When the Sun Goes Down: Dakota Noot

When the Sun Goes Down: Dakota Noot

By Madeleine Eve Ignon

Dakota Noot grew up in a seemingly incongruous cultural milieu of part rural Midwestern farm life and part pop culture media. Broadcast into his North Dakota living room in the 1990s, Noot was particularly drawn to the colorful, sardonic cartoons of the Cartoon Network and Nickelodeon. The contrast of these influences inspired the development of his unique “pop-political cartoon aesthetic,” distinctive pastel color palette, interest in drawing and painting animals, and wry sense of humor and subversion. 

The dualities of Noot’s upbringing also drew him to explore the violence within the conservative politics of the community in which he grew up. He explains that animals – especially farm animals – typically recall calm scenes of pastoral tranquility. However, Noot chooses to use his bizzarely imaginative, vividly colorful hybrid animals to comment on the darker contours of what he experienced growing up in North Dakota.   

Noot’s illustration-based work takes many forms, but it is always recognizable and engaging.
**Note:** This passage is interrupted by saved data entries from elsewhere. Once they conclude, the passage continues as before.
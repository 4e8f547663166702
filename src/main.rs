use axum::middleware::from_fn_with_state;
use axum::routing::{get, post, put};
use axum::Router;
use payment_retries::config::AppConfig;
use payment_retries::gate::retry_gate::RetryGate;
use payment_retries::gate::stats::OutcomeStats;
use payment_retries::repo::billing_repo::BillingRepo;
use payment_retries::repo::experiment_config_repo::ExperimentConfigRepo;
use payment_retries::rules::classifier::Classifier;
use payment_retries::service::config_cache::ExperimentConfigCache;
use payment_retries::service::retries_service::RetriesService;
use payment_retries::AppState;
use sqlx::postgres::PgPoolOptions;
use std::sync::Arc;
use tracing_subscriber::EnvFilter;

#[tokio::main]
async fn main() -> anyhow::Result<()> {
    tracing_subscriber::fmt()
        .with_env_filter(EnvFilter::from_default_env())
        .init();

    let cfg = AppConfig::from_env();

    let pool = PgPoolOptions::new()
        .max_connections(cfg.db_max_connections)
        .connect(&cfg.database_url)
        .await?;

    sqlx::migrate!("./migrations").run(&pool).await?;

    let billing_repo = Arc::new(BillingRepo { pool: pool.clone() });
    let experiment_config = ExperimentConfigCache::new(
        Arc::new(ExperimentConfigRepo { pool: pool.clone() }),
        cfg.experiment_config_ttl(),
        cfg.default_experiment_traffic_pct,
    );

    let classifier = Arc::new(Classifier::default());
    for (plugin, codes) in classifier.table().plugins() {
        tracing::info!("loaded decline table pluginName='{}' codes='{}'", plugin, codes.len());
    }

    let retries_service = RetriesService {
        classifier,
        gate: Arc::new(RetryGate::new(Arc::new(OutcomeStats::new()))),
        history: billing_repo.clone(),
        payment_methods: billing_repo,
        experiment_config: Arc::new(experiment_config.clone()),
    };

    let state = AppState {
        retries_service,
        experiment_config,
        pool,
    };

    let admin_key = cfg.admin_api_key.clone();
    let admin_routes = Router::new()
        .route(
            "/experiment-config/:tenant_id",
            put(payment_retries::http::handlers::experiment_config::upsert_experiment_config),
        )
        .layer(from_fn_with_state(
            admin_key,
            payment_retries::http::middleware::admin_auth::require_admin_api_key,
        ));

    let internal_key = cfg.internal_api_key.clone();
    let orchestrator_routes = Router::new()
        .route(
            "/retries/decide",
            post(payment_retries::http::handlers::retries::decide_retry),
        )
        .route(
            "/retries/:attempt_id/outcome",
            post(payment_retries::http::handlers::retries::record_outcome),
        )
        .layer(from_fn_with_state(
            internal_key,
            payment_retries::http::middleware::admin_auth::require_internal_api_key,
        ));

    let app = Router::new()
        .route(
            "/decline-codes",
            get(payment_retries::http::handlers::decline_codes::list_decline_codes),
        )
        .route(
            "/payment-method-check",
            get(payment_retries::http::handlers::payment_method_check::payment_method_check),
        )
        .route("/stats", get(payment_retries::http::handlers::stats::get_stats))
        .route(
            "/experiment-config/:tenant_id",
            get(payment_retries::http::handlers::experiment_config::get_experiment_config),
        )
        .route("/ops/readiness", get(payment_retries::http::handlers::ops::readiness))
        .route("/ops/liveness", get(payment_retries::http::handlers::ops::liveness))
        .merge(admin_routes)
        .merge(orchestrator_routes)
        .with_state(state);

    let listener = tokio::net::TcpListener::bind(&cfg.bind_addr).await?;
    tracing::info!("listening on {}", cfg.bind_addr);
    axum::serve(listener, app).await?;
    Ok(())
}
use crate::AppState;
use axum::extract::State;
use axum::response::IntoResponse;
use axum::Json;

pub async fn readiness(State(state): State<AppState>) -> impl IntoResponse {
    let db_ok = sqlx::query("SELECT 1").execute(&state.pool).await.is_ok();

    let status = if db_ok {
        axum::http::StatusCode::OK
    } else {
        axum::http::StatusCode::SERVICE_UNAVAILABLE
    };

    (
        status,
        Json(serde_json::json!({
            "ready": db_ok,
            "db": db_ok,
            "decline_tables": state.retries_service.classifier.table().plugins().count()
        })),
    )
        .into_response()
}

pub async fn liveness() -> impl IntoResponse {
    (axum::http::StatusCode::OK, Json(serde_json::json!({"alive": true}))).into_response()
}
He consistently works in colored pencil and crayon, outlining his figures in a signature blue (“I only work in that one shade of Prismacolor,” he says, “Ultramarine!”). Some works push into space like miniature theater sets through built layers of drawings mounted on foamcore. 
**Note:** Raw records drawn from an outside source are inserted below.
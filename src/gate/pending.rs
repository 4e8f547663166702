use crate::domain::decline::DeclineCode;
use std::collections::HashMap;
use std::sync::{Mutex, PoisonError};
use uuid::Uuid;

/// Control-group attempts waiting for their outcome, keyed by attempt id.
///
/// An entry whose outcome is never reported stays here until restart; `len` exposes how many
/// are outstanding.
#[derive(Debug, Default)]
pub struct PendingAttempts {
    inner: Mutex<HashMap<Uuid, DeclineCode>>,
}

impl PendingAttempts {
    pub fn new() -> Self {
        Self::default()
    }

    pub fn register(&self, attempt_id: Uuid, decline: DeclineCode) {
        let mut inner = self.inner.lock().unwrap_or_else(PoisonError::into_inner);
        if inner.insert(attempt_id, decline).is_some() {
            tracing::warn!("replaced pending control-group entry attemptPaymentId='{}'", attempt_id);
        }
    }

    /// Removes and returns the entry; only one of several concurrent callers gets it.
    pub fn take(&self, attempt_id: Uuid) -> Option<DeclineCode> {
        self.inner
            .lock()
            .unwrap_or_else(PoisonError::into_inner)
            .remove(&attempt_id)
    }

    pub fn contains(&self, attempt_id: Uuid) -> bool {
        self.inner
            .lock()
            .unwrap_or_else(PoisonError::into_inner)
            .contains_key(&attempt_id)
    }

    pub fn len(&self) -> usize {
        self.inner.lock().unwrap_or_else(PoisonError::into_inner).len()
    }

    pub fn is_empty(&self) -> bool {
        self.len() == 0
    }
}

#[cfg(test)]
mod tests {
    use super::*;
    use crate::domain::decline::ErrorCategory;

    fn decline() -> DeclineCode {
        DeclineCode {
            processor: "Adyen".to_string(),
            code: 62,
            message: "Restricted card".to_string(),
            category: ErrorCategory::GeneralDecline,
            retryable: true,
        }
    }

    #[test]
    fn take_consumes_exactly_once() {
        let pending = PendingAttempts::new();
        let id = Uuid::new_v4();
        pending.register(id, decline());
        assert!(pending.contains(id));

        assert_eq!(pending.take(id), Some(decline()));
        assert_eq!(pending.take(id), None);
        assert!(pending.is_empty());
    }

    #[test]
    fn taking_unknown_id_is_a_no_op() {
        let pending = PendingAttempts::new();
        pending.register(Uuid::new_v4(), decline());
        assert_eq!(pending.take(Uuid::new_v4()), None);
        assert_eq!(pending.len(), 1);
    }
}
More recently, his scenes and characters have defied the bounds of a frame to become eccentric cut-outs that comprise multi-part installations. One such installation was Meat Market: Tender Flesh, which he exhibited in 2018 at Cerritos College.

Dakota Noot, You Don’t Love My Babies, performative photograph, photo by Christopher Velasco

In 2020, Noot began mounting his cutouts on his body as “wearable drawings” and making videos and photographs, introducing an element of performance and character-building. Noot started using his body as an armature and force for crude animation. He had realized that he himself “could become a cartoon character” and “enact violence playfully on (his) own body.” He often poses wearing the “looks” in his bathtub or other corners of the living space he shares with his husband and creative collaborator, photographer and performance artist Christopher Velasco. 

The two artists are in an intimate dialogue: Noot performs and Velasco shoots the off-the-cuff images, which casually but lovingly include the physical details of their lives in the background.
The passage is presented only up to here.